I can only refer the Deputy to various passages of the Second Stage speech.

(Cavan-Monaghan): I do not propose to drag this out any longer, but when we have a Bill which repeals several huge Acts it is not too much to expect the Minister to say which parts of these Acts are being repealed and which parts are being retained. The Minister waffled a lot in his Second Reading speech and anybody reading the debate would not know even in a general way which Acts we are repealing, although we are repealing some substantial enactments.

There are many changes in the terms of our approach, for instance, the question of a person of unsound mind. That has disappeared. The refusing of permission has been introduced as a new measure. There are three areas which I mentioned in regard to the regulations on admission and discharge and the transfer of dangerous patients without court intervention. These are new provisions. Otherwise, the Bill principally provides for simplification of the legislation. There are the questions of registration of patients and the safeguarding of patients against unnecessary detention, which brings in the review board.

(Cavan-Monaghan): The Bill deals with the admission and discharge of certain categories of patients. What I am interested in getting, and what I am afraid I will not be given, is a review of the enactments we are scrapping.

These matters will come up on Deputy Boland's amendments and they will be dealt with individually.

(Cavan-Monaghan): That is the line we get from Deputy Lenihan.

There is the matter of the 72-hour notice which was provided for in the old Act. We propose to amend that to 24 hours—Deputy Boland wanted to keep the 72 hours. A series of Opposition amendments will come up later which in many instances would bring us back to aspects of the old Act.

(Cavan-Monaghan): If I had been here for the Second Stage and had asked all these questions I would have been told they were matters for Committee Stage.

If the Deputy wishes, I will give him a full report of the Second Stage.

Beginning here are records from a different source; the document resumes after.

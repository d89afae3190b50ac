//! Shared application router builder.
//!
//! [`build_app_router`] is used by both the binary (`main.rs`) and the
//! integration tests, so tests exercise the production middleware stack.

use std::time::Duration;

use axum::http::header::CONTENT_TYPE;
use axum::http::{HeaderName, HeaderValue, Method, StatusCode};
use axum::Router;
use tower_http::catch_panic::CatchPanicLayer;
use tower_http::cors::CorsLayer;
use tower_http::request_id::{MakeRequestUuid, PropagateRequestIdLayer, SetRequestIdLayer};
use tower_http::timeout::TimeoutLayer;
use tower_http::trace::{DefaultMakeSpan, DefaultOnResponse, TraceLayer};
use tracing::Level;

use crate::config::ServerConfig;
use crate::routes;
use crate::state::AppState;

/// Build the full application [`Router`] with all middleware layers.
///
/// The middleware stack is applied bottom-up:
///
/// 1. CORS
/// 2. Set request ID on incoming requests
/// 3. Structured request/response tracing
/// 4. Propagate request ID to response
/// 5. Request timeout
/// 6. Panic recovery (catch panics, return 500)
pub fn build_app_router(state: AppState, config: &ServerConfig) -> Router {
    let cors = build_cors_layer(config);
    let request_id_header = HeaderName::from_static("x-request-id");

    Router::new()
        // Health check at root level (not under /api/v1).
        .merge(routes::health::router())
        .nest("/api/v1", routes::api_routes())
        .layer(CatchPanicLayer::new())
        .layer(TimeoutLayer::with_status_code(
            StatusCode::REQUEST_TIMEOUT,
            Duration::from_secs(config.request_timeout_secs),
        ))
        .layer(PropagateRequestIdLayer::new(request_id_header.clone()))
        .layer(
            TraceLayer::new_for_http()
                .make_span_with(DefaultMakeSpan::new().level(Level::INFO))
                .on_response(DefaultOnResponse::new().level(Level::INFO)),
        )
        .layer(SetRequestIdLayer::new(request_id_header, MakeRequestUuid))
        .layer(cors)
        .with_state(state)
}

/// Build the CORS layer. Origins were validated when the config was loaded.
pub fn build_cors_layer(config: &ServerConfig) -> CorsLayer {
    let origins: Vec<HeaderValue> = config
        .cors_origins
        .iter()
        .filter_map(|o| match o.parse() {
            Ok(origin) => Some(origin),
            Err(e) => {
                tracing::warn!(origin = %o, error = %e, "Skipping invalid CORS origin");
                None
            }
        })
        .collect();

    CorsLayer::new()
        .allow_origin(origins)
        .allow_methods([Method::GET, Method::POST])
        .allow_headers([CONTENT_TYPE])
        .allow_credentials(true)
        .max_age(Duration::from_secs(3600))
}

(Cavan-Monaghan): Now on Committee Stage I am being told these were matters for the Second Stage. We are repealing six enactments and I am entitled to be told which. Reduced to writing, one page of foolscap would be sufficient, but I have not got it. Needless to say, I have read the Minister's Second Stage speech but I have found it does not give the information I have been looking for and that the people have been looking for.

Question put and agreed to.
SECTION 8.

Amendments Nos. 5c, 11d and 11e are related. Amendment No. 11e is consequent on 11d. Therefore these four amendments can be taken together.

(Cavan-Monaghan): I move amendment No. 5c:

In page 5, subsection (4), line 22, after "12 (5)", to insert, "18"

This is the section which deals with offences and penalties for offences. The amendment is to subsection (4) which deals with summary offences as distinct from subsection (1) which deals with indictable offences. Subsection (1) states:

A person who does anything which is declared by section 10 (1), 12(1), 17 (1) or 44 (2) to be unlawful shall be guilty of an offence under this Act and shall be liable on conviction on indictment to a fine not exceeding £10,000 or, at the discretion of the court, to imprisonment for a term not exceeding 2 years or to both the fine and the imprisonment.

Section 10 (3) is as follows:

It shall be the duty of the person maintaining a registered psychiatric centre to ensure that any directions issued or conditions prescribed by the Minister are complied with.

Section 12 (5) states:

It shall be the duty of the person maintaining a psychiatric home to allow it to be inspected by a designated officer of the health board and to afford that officer such facilities and information as are required by him for that purpose.

Finally, Section 36 (3) states:

It shall be the duty of the person maintaining a centre or home to afford to the person making the inspection such facilities and information as he requires for the purposes of his inspection.

As the subsections stand, those are summary offences which expose the person who is guilty of a breach of the subsection to conviction in the District Court and a fine of £500. Deputy Boland's amendment proposes that in addition a person who fails to comply with sections 18 and 45 should also be guilty of an offence. Section 18 is a short section which reads as follows:

Where, after refusal of an application, a further application for a recommendation for reception is made in relation to the same person within a period of 3 months after the date of the previous application, the applicant, so far as he is aware of the facts relating to the previous application and its refusal, shall state these facts to the registered medical practitioner to whom the application is made.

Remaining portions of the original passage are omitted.